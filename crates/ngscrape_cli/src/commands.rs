use std::ops::RangeInclusive;
use std::path::Path;
use std::sync::Arc;

use anyhow::{bail, Context, Result};
use ngscrape_engine::{
    asset_basename, media_extension, Extractor, GamePage, ReqwestFetcher, ScrapeConfig,
};
use ngscrape_logging::{scrape_info, scrape_warn};
use serde::Serialize;
use tokio::task::JoinSet;

use crate::cli::{Cli, Command};

const DEFAULT_MEDIA_EXTENSION: &str = ".swf";

pub async fn run(cli: Cli) -> Result<()> {
    let mut config = cli.scrape_config();
    match cli.command {
        Command::Show { url, json } => {
            let extractor = build_extractor(config);
            let page = extractor
                .scrape_page(&url)
                .await
                .with_context(|| format!("failed to scrape {url}"))?;
            if json {
                println!("{}", serde_json::to_string_pretty(&PageJson::from(&page))?);
            } else {
                print_page(&page);
            }
        }
        Command::Download {
            url,
            dir,
            name,
            card,
        } => {
            // Title, game link and card all come from the same page.
            config.cache = true;
            let extractor = build_extractor(config);
            download(&extractor, &url, &dir, name, card).await?;
        }
        Command::Scan {
            start,
            end,
            workers,
            base,
        } => {
            if start > end {
                bail!("scan range is empty: start {start} is after end {end}");
            }
            let extractor = Arc::new(build_extractor(config));
            let found = scan(extractor, &base, split_range(start, end, workers)).await?;
            scrape_info!("Scan of {start}..={end} found {found} described games");
        }
    }
    Ok(())
}

fn build_extractor(config: ScrapeConfig) -> Extractor {
    Extractor::new(config, Arc::new(ReqwestFetcher::default()))
}

#[derive(Debug, Serialize)]
struct PageJson<'a> {
    url: &'a str,
    title: &'a str,
    description: Option<&'a str>,
    card_url: Option<&'a str>,
    media_url: Option<&'a str>,
    #[serde(skip_serializing_if = "Option::is_none")]
    media_error: Option<String>,
}

impl<'a> From<&'a GamePage> for PageJson<'a> {
    fn from(page: &'a GamePage) -> Self {
        let (media_url, media_error) = match &page.media_url {
            Ok(url) => (url.as_deref(), None),
            Err(err) => (None, Some(err.to_string())),
        };
        Self {
            url: &page.url,
            title: &page.title,
            description: page.description.as_deref(),
            card_url: page.card_url.as_deref(),
            media_url,
            media_error,
        }
    }
}

fn print_page(page: &GamePage) {
    const MISSING: &str = "(not found)";
    println!("Title: {}", page.title);
    println!(
        "Description: {}",
        page.description.as_deref().unwrap_or(MISSING)
    );
    println!("Card: {}", page.card_url.as_deref().unwrap_or(MISSING));
    match &page.media_url {
        Ok(url) => println!("Game: {}", url.as_deref().unwrap_or(MISSING)),
        Err(err) => println!("Game: ({err})"),
    }
}

async fn download(
    extractor: &Extractor,
    url: &str,
    dir: &Path,
    name: Option<String>,
    card: bool,
) -> Result<()> {
    let name = match name {
        Some(name) => name,
        None => {
            let title = extractor.scrape_title(url).await?;
            let media_url = extractor
                .scrape_game(url)
                .await?
                .with_context(|| format!("no flash game link found on {url}"))?;
            default_game_filename(&title, url, &media_url)
        }
    };

    let game_path = extractor
        .download_game(url, dir, &name)
        .await
        .with_context(|| format!("failed to download the game on {url}"))?;
    println!("{}", game_path.display());

    if card {
        let card_path = extractor
            .download_card(url, dir, &card_basename(&name))
            .await
            .with_context(|| format!("failed to download the card of {url}"))?;
        println!("{}", card_path.display());
    }
    Ok(())
}

fn default_game_filename(title: &str, page_url: &str, media_url: &str) -> String {
    let extension =
        media_extension(media_url).unwrap_or_else(|| DEFAULT_MEDIA_EXTENSION.to_string());
    format!("{}{extension}", asset_basename(title, page_url))
}

fn card_basename(game_filename: &str) -> String {
    let stem = match game_filename.rsplit_once('.') {
        Some((stem, _)) if !stem.is_empty() => stem,
        _ => game_filename,
    };
    format!("{stem}_card")
}

/// Splits `start..=end` into at most `workers` contiguous, non-overlapping
/// ranges; the last one takes the remainder.
fn split_range(start: u64, end: u64, workers: usize) -> Vec<RangeInclusive<u64>> {
    // Saturates for 0..=u64::MAX; the last range still ends at `end`.
    let total = (end - start).saturating_add(1);
    let workers = (workers.max(1) as u64).min(total);
    let chunk = total / workers;
    (0..workers)
        .map(|i| {
            let from = start + i * chunk;
            let to = if i + 1 == workers {
                end
            } else {
                from + chunk - 1
            };
            from..=to
        })
        .collect()
}

async fn scan(
    extractor: Arc<Extractor>,
    base: &str,
    ranges: Vec<RangeInclusive<u64>>,
) -> Result<usize> {
    let base = base.trim_end_matches('/').to_string();
    let mut workers = JoinSet::new();
    for range in ranges {
        let extractor = extractor.clone();
        let base = base.clone();
        workers.spawn(async move {
            let mut found: usize = 0;
            for id in range {
                let url = format!("{base}/{id}");
                match extractor.scrape_page(&url).await {
                    Ok(page) => {
                        if let Some(description) = page.description {
                            println!("{} | Description: {} | URL: {}", page.title, description, url);
                            found += 1;
                        }
                    }
                    Err(err) => scrape_warn!("Skipping {url}: {err}"),
                }
            }
            found
        });
    }

    let mut total = 0;
    while let Some(result) = workers.join_next().await {
        total += result.context("scan worker panicked")?;
    }
    Ok(total)
}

==============================

Description of the task: Nothing should be left out when the listing is retyped exactly.

The completed task:
filename crates/ngscrape_cli/src/commands.rs
use std::ops::RangeInclusive;
use std::path::Path;
use std::sync::Arc;

use anyhow::{bail, Context, Result};
use ngscrape_engine::{
    asset_basename, media_extension, Extractor, GamePage, ReqwestFetcher, ScrapeConfig,
};
use ngscrape_logging::{scrape_info, scrape_warn};
use serde::Serialize;
use tokio::task::JoinSet;

use crate::cli::{Cli, Command};

const DEFAULT_MEDIA_EXTENSION: &str = ".swf";

pub async fn run(cli: Cli) -> Result<()> {
    let mut config = cli.scrape_config();
    match cli.command {
        Command::Show { url, json } => {
            let extractor = build_extractor(config);
            let page = extractor
                .scrape_page(&url)
                .await
                .with_context(|| format!("failed to scrape {url}"))?;
            if json {
                println!("{}", serde_json::to_string_pretty(&PageJson::from(&page))?);
            } else {
                print_page(&page);
            }
        }
        Command::Download {
            url,
            dir,
            name,
            card,
        } => {
            // Title, game link and card all come from the same page.
            config.cache = true;
            let extractor = build_extractor(config);
            download(&extractor, &url, &dir, name, card).await?;
        }
        Command::Scan {
            start,
            end,
            workers,
            base,
        } => {
            if start > end {
                bail!("scan range is empty: start {start} is after end {end}");
            }
            let extractor = Arc::new(build_extractor(config));
            let found = scan(extractor, &base, split_range(start, end, workers)).await?;
            scrape_info!("Scan of {start}..={end} found {found} described games");
        }
    }
    Ok(())
}

fn build_extractor(config: ScrapeConfig) -> Extractor {
    Extractor::new(config, Arc::new(ReqwestFetcher::default()))
}

#[derive(Debug, Serialize)]
struct PageJson<'a> {
    url: &'a str,
    title: &'a str,
    description: Option<&'a str>,
    card_url: Option<&'a str>,
    media_url: Option<&'a str>,
    #[serde(skip_serializing_if = "Option::is_none")]
    media_error: Option<String>,
}

impl<'a> From<&'a GamePage> for PageJson<'a> {
    fn from(page: &'a GamePage) -> Self {
        let (media_url, media_error) = match &page.media_url {
            Ok(url) => (url.as_deref(), None),
            Err(err) => (None, Some(err.to_string())),
        };
        Self {
            url: &page.url,
            title: &page.title,
            description: page.description.as_deref(),
            card_url: page.card_url.as_deref(),
            media_url,
            media_error,
        }
    }
}

fn print_page(page: &GamePage) {
    const MISSING: &str = "(not found)";
    println!("Title: {}", page.title);
    println!(
        "Description: {}",
        page.description.as_deref().unwrap_or(MISSING)
    );
    println!("Card: {}", page.card_url.as_deref().unwrap_or(MISSING));
    match &page.media_url {
        Ok(url) => println!("Game: {}", url.as_deref().unwrap_or(MISSING)),
        Err(err) => println!("Game: ({err})"),
    }
}

async fn download(
    extractor: &Extractor,
    url: &str,
    dir: &Path,
    name: Option<String>,
    card: bool,
) -> Result<()> {
    let name = match name {
        Some(name) => name,
        None => {
            let title = extractor.scrape_title(url).await?;
            let media_url = extractor
                .scrape_game(url)
                .await?
                .with_context(|| format!("no flash game link found on {url}"))?;
            default_game_filename(&title, url, &media_url)
        }
    };

    let game_path = extractor
        .download_game(url, dir, &name)
        .await
        .with_context(|| format!("failed to download the game on {url}"))?;
    println!("{}", game_path.display());

    if card {
        let card_path = extractor
            .download_card(url, dir, &card_basename(&name))
            .await
            .with_context(|| format!("failed to download the card of {url}"))?;
        println!("{}", card_path.display());
    }
    Ok(())
}

fn default_game_filename(title: &str, page_url: &str, media_url: &str) -> String {
    let extension =
        media_extension(media_url).unwrap_or_else(|| DEFAULT_MEDIA_EXTENSION.to_string());
    format!("{}{extension}", asset_basename(title, page_url))
}

fn card_basename(game_filename: &str) -> String {
    let stem = match game_filename.rsplit_once('.') {
        Some((stem, _)) if !stem.is_empty() => stem,
        _ => game_filename,
    };
    format!("{stem}_card")
}

/// Splits `start..=end` into at most `workers` contiguous, non-overlapping
/// ranges; the last one takes the remainder.
fn split_range(start: u64, end: u64, workers: usize) -> Vec<RangeInclusive<u64>> {
    // Saturates for 0..=u64::MAX; the last range still ends at `end`.
    let total = (end - start).saturating_add(1);
    let workers = (workers.max(1) as u64).min(total);
    let chunk = total / workers;
    (0..workers)
        .map(|i| {
            let from = start + i * chunk;
            let to = if i + 1 == workers {
                end
            } else {
                from + chunk - 1
            };
            from..=to
        })
        .collect()
}

async fn scan(
    extractor: Arc<Extractor>,
    base: &str,
    ranges: Vec<RangeInclusive<u64>>,
) -> Result<usize> {
    let base = base.trim_end_matches('/').to_string();
    let mut workers = JoinSet::new();
    for range in ranges {
        let extractor = extractor.clone();
        let base = base.clone();
        workers.spawn(async move {
            let mut found: usize = 0;
            for id in range {
                let url = format!("{base}/{id}");
                match extractor.scrape_page(&url).await {
                    Ok(page) => {
                        if let Some(description) = page.description {
                            println!("{} | Description: {} | URL: {}", page.title, description, url);
                            found += 1;
                        }
                    }
                    Err(err) => scrape_warn!("Skipping {url}: {err}"),
                }
            }
            found
        });
    }

    let mut total = 0;
    while let Some(result) = workers.join_next().await {
        total += result.context("scan worker panicked")?;
    }
    Ok(total)
}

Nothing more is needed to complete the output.